Third, scheduling compromises also focus on the number of claims eventually asserted.  Every patents has claims.  Those claims are technically what the “invention” is within the patent.  A single patent can have anywhere from one to over a hundred different claims.  In the context of a patent case, each “claim” is technically litigated individually.  It would not make sense to limit the scope of asserted patents if plaintiffs could still assert hundreds of claims from those patents.  This is why in the Eylea® case, the number of asserted claims eventually going to trial was capped at 25, and in the Herceptin® cases, the number of claims was capped at 30. 

The final theme relates to a knotty constitution problem.  In all of these cases, although the schedules compelled the brand pharmaceutical companies to limit the number of patents asserted in each case, the schedules did not compel the plaintiffs to just dismiss the other patents.  In the case of Eylea®, Regeneron reserved the right to assert the unasserted patents at a later time.  In the Herceptin® cases, the scheduling order was explicitly “[s]ubject to [Genentech’s] reservation of due process rights stated on the record” at the status conference.  Genentech, Inc. v. Pfizer Inc., Case No. 1:17-01672 (D. Del.) (Dkt. 48 at 5) (along with consolidated cases.) 

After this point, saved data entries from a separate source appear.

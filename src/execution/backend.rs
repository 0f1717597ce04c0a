//! # Execution Backend
//!
//! The call to the scarce external service. The executor borrows a handle
//! from the [`ResourcePool`](crate::pool::ResourcePool) and passes it to
//! [`ExecutionBackend::invoke`]; the wire protocol behind that call belongs to
//! the backend implementation.

use async_trait::async_trait;
use std::sync::Arc;
use std::time::Duration;

use super::task::{ResourceUsage, Task};

/// Raw successful response from the external service
#[derive(Debug, Clone, PartialEq, Default)]
pub struct BackendResponse {
    pub output: String,
    pub usage: ResourceUsage,
}

impl BackendResponse {
    pub fn new(output: impl Into<String>) -> Self {
        Self {
            output: output.into(),
            usage: ResourceUsage::default(),
        }
    }

    pub fn with_usage(mut self, usage: ResourceUsage) -> Self {
        self.usage = usage;
        self
    }
}

/// Failure reported by the external service or the transport in front of it
///
/// `code` carries system-level error codes (`ECONNRESET`, `ETIMEDOUT`, ...) or
/// service codes (`rate_limit_exceeded`); `status` carries an HTTP-class status.
#[derive(Debug, Clone, PartialEq, Eq, thiserror::Error)]
#[error("{message}")]
pub struct BackendError {
    pub code: Option<String>,
    pub status: Option<u16>,
    pub message: String,
    /// Server-specified delay before the next attempt
    pub retry_after: Option<Duration>,
}

impl BackendError {
    /// Connection-level failure identified by a system error code
    pub fn network(code: impl Into<String>) -> Self {
        let code = code.into();
        Self {
            message: format!("Network error: {code}"),
            code: Some(code),
            status: None,
            retry_after: None,
        }
    }

    pub fn http(status: u16, message: impl Into<String>) -> Self {
        Self {
            code: None,
            status: Some(status),
            message: message.into(),
            retry_after: None,
        }
    }

    pub fn rate_limited(retry_after: Option<Duration>) -> Self {
        Self {
            code: Some("rate_limit_exceeded".to_string()),
            status: Some(429),
            message: "Rate limit exceeded".to_string(),
            retry_after,
        }
    }

    pub fn other(message: impl Into<String>) -> Self {
        Self {
            code: None,
            status: None,
            message: message.into(),
            retry_after: None,
        }
    }

    pub fn with_code(mut self, code: impl Into<String>) -> Self {
        self.code = Some(code.into());
        self
    }

    /// Whether the failure says something about the health of the service
    ///
    /// Caller mistakes (4xx other than 429) leave the circuit breaker alone.
    pub fn indicates_service_fault(&self) -> bool {
        match self.status {
            Some(429) => false,
            Some(status) if (400..500).contains(&status) => false,
            _ => true,
        }
    }
}

/// The external call guarded by the pool
///
/// `R` is the pooled handle type (client, session, connection).
#[async_trait]
pub trait ExecutionBackend<R>: Send + Sync
where
    R: Send + Sync + 'static,
{
    /// Identity recorded as `executor` on every [`TaskResult`](super::TaskResult)
    fn name(&self) -> &str;

    async fn invoke(&self, task: &Task, resource: Arc<R>) -> Result<BackendResponse, BackendError>;
}

#[cfg(test)]
mod tests {
    use super::*;

    #[test]
    fn test_constructors() {
        let err = BackendError::network("ECONNRESET");
        assert_eq!(err.code.as_deref(), Some("ECONNRESET"));
        assert_eq!(err.to_string(), "Network error: ECONNRESET");

        let err = BackendError::rate_limited(Some(Duration::from_secs(2)));
        assert_eq!(err.status, Some(429));
        assert_eq!(err.retry_after, Some(Duration::from_secs(2)));
    }

    #[test]
    fn test_service_fault_detection() {
        assert!(BackendError::network("ETIMEDOUT").indicates_service_fault());
        assert!(BackendError::http(503, "unavailable").indicates_service_fault());
        assert!(BackendError::other("boom").indicates_service_fault());
        assert!(!BackendError::http(400, "bad request").indicates_service_fault());
        assert!(!BackendError::rate_limited(None).indicates_service_fault());
    }
}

Over the lifetime of a patent case, it is not unusual for plaintiffs to narrow the number of patents that will eventually go to trial.  That may be done out of strategic and tactical prudence.  If you are trying to persuade someone of your case, be it a judge or jury, sometimes less is more.  But the important point is that Judges cannot necessarily force plaintiffs to drop patents.  Due process constraints deriving from the Constitution typically prohibit courts from just dismissing some of patents out-of-hand.  And because courts can’t force plaintiffs to drop patents, even when plaintiffs agree to narrow the number of patents litigated at the outset, they often reserve the right to assert the remainder at a later time.  And the generics or biosimilars remain effectively hostage to those decisions by the plaintiffs.  And that calculus affects settlements—i.e., when the generics will ultimately agree to enter.  In short, courts can tame the problem of patent thickets, to more effectively manage their dockets.  Yet, outright curbing their leverage, they often cannot do.

And so we’re left with the question, if courts have only limited tools to solve the problem of patent thickets, then who wins?  Who wins when lower-cost generics are forced to litigate scores of patents that have overlapping technologies and only minor tweaks from one patent to the next?  Not consumers.